━━━ RECORDS FOR THE EXERCISE ━━━

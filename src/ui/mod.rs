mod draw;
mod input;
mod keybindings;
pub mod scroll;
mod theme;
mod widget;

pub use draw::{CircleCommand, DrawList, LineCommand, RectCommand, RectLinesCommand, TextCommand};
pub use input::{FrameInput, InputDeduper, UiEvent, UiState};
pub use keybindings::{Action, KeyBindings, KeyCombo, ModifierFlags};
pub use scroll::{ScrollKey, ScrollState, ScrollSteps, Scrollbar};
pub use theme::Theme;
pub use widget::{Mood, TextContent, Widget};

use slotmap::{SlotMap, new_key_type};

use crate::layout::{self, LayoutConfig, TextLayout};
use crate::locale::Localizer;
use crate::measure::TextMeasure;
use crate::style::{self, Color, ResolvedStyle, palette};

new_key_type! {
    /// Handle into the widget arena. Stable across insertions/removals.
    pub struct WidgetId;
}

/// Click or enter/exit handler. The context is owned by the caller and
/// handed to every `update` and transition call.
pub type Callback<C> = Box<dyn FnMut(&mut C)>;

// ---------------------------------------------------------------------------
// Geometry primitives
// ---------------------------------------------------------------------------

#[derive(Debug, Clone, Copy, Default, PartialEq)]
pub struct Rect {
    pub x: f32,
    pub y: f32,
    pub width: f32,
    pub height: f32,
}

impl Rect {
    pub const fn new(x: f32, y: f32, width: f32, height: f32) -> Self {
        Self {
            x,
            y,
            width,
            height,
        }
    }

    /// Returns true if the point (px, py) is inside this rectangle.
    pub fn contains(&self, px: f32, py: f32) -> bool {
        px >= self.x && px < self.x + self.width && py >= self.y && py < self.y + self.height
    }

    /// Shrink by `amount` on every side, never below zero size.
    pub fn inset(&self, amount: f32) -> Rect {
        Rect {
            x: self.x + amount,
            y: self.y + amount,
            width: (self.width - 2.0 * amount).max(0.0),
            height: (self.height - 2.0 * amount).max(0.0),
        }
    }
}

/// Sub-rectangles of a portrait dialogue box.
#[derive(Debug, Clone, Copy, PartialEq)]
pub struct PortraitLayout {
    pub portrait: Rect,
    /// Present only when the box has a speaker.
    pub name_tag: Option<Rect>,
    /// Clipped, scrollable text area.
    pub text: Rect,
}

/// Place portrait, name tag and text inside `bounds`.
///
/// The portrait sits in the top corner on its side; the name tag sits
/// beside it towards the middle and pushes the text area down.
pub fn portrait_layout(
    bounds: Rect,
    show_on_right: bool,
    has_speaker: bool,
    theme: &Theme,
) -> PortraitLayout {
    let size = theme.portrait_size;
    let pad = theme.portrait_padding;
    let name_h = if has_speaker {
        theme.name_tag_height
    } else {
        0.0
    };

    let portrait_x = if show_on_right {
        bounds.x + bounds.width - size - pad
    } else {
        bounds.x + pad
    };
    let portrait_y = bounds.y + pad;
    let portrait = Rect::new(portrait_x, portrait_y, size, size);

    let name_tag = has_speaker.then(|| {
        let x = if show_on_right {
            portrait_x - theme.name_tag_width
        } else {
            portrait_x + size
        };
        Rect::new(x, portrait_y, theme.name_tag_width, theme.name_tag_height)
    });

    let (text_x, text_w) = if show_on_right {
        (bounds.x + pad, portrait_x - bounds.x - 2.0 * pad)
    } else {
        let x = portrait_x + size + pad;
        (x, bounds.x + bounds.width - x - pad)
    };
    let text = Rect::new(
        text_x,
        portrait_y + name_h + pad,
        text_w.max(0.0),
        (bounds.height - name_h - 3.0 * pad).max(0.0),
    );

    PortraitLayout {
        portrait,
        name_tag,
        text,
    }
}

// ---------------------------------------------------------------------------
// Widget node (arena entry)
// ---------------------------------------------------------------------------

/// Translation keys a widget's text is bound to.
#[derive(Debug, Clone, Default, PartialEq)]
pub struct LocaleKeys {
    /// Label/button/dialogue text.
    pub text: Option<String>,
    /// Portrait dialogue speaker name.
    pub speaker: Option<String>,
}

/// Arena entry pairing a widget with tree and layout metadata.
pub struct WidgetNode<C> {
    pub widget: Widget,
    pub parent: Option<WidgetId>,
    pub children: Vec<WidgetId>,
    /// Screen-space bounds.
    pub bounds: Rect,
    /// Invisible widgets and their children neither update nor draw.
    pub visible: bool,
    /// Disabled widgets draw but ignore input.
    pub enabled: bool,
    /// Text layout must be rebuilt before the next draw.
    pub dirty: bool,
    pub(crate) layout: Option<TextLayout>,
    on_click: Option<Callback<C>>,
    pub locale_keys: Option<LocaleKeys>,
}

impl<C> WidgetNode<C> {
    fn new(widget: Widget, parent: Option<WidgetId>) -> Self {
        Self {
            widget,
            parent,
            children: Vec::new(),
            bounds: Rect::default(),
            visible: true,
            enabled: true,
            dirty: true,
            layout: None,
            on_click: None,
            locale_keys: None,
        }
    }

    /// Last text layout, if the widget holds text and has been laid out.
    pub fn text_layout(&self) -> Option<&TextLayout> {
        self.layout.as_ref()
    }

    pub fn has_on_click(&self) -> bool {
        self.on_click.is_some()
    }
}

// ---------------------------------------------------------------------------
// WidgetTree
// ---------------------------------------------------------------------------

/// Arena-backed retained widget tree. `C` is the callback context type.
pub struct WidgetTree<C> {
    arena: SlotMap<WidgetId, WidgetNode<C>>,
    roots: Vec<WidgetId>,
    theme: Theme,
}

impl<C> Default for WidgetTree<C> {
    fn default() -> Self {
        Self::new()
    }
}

━━━

• **PROBLEM DETAILS**: Of all the entries above, output exactly the lines between the one holding "pub struct WidgetId;" and the one holding "let portrait_y = bounds.y + pad;", inclusive.

• **SOLUTION TO THIS PROBLEM**:
    pub struct WidgetId;
}

/// Click or enter/exit handler. The context is owned by the caller and
/// handed to every `update` and transition call.
pub type Callback<C> = Box<dyn FnMut(&mut C)>;

// ---------------------------------------------------------------------------
// Geometry primitives
// ---------------------------------------------------------------------------

#[derive(Debug, Clone, Copy, Default, PartialEq)]
pub struct Rect {
    pub x: f32,
    pub y: f32,
    pub width: f32,
    pub height: f32,
}

impl Rect {
    pub const fn new(x: f32, y: f32, width: f32, height: f32) -> Self {
        Self {
            x,
            y,
            width,
            height,
        }
    }

    /// Returns true if the point (px, py) is inside this rectangle.
    pub fn contains(&self, px: f32, py: f32) -> bool {
        px >= self.x && px < self.x + self.width && py >= self.y && py < self.y + self.height
    }

    /// Shrink by `amount` on every side, never below zero size.
    pub fn inset(&self, amount: f32) -> Rect {
        Rect {
            x: self.x + amount,
            y: self.y + amount,
            width: (self.width - 2.0 * amount).max(0.0),
            height: (self.height - 2.0 * amount).max(0.0),
        }
    }
}

/// Sub-rectangles of a portrait dialogue box.
#[derive(Debug, Clone, Copy, PartialEq)]
pub struct PortraitLayout {
    pub portrait: Rect,
    /// Present only when the box has a speaker.
    pub name_tag: Option<Rect>,
    /// Clipped, scrollable text area.
    pub text: Rect,
}

/// Place portrait, name tag and text inside `bounds`.
///
/// The portrait sits in the top corner on its side; the name tag sits
/// beside it towards the middle and pushes the text area down.
pub fn portrait_layout(
    bounds: Rect,
    show_on_right: bool,
    has_speaker: bool,
    theme: &Theme,
) -> PortraitLayout {
    let size = theme.portrait_size;
    let pad = theme.portrait_padding;
    let name_h = if has_speaker {
        theme.name_tag_height
    } else {
        0.0
    };

    let portrait_x = if show_on_right {
        bounds.x + bounds.width - size - pad
    } else {
        bounds.x + pad
    };
    let portrait_y = bounds.y + pad;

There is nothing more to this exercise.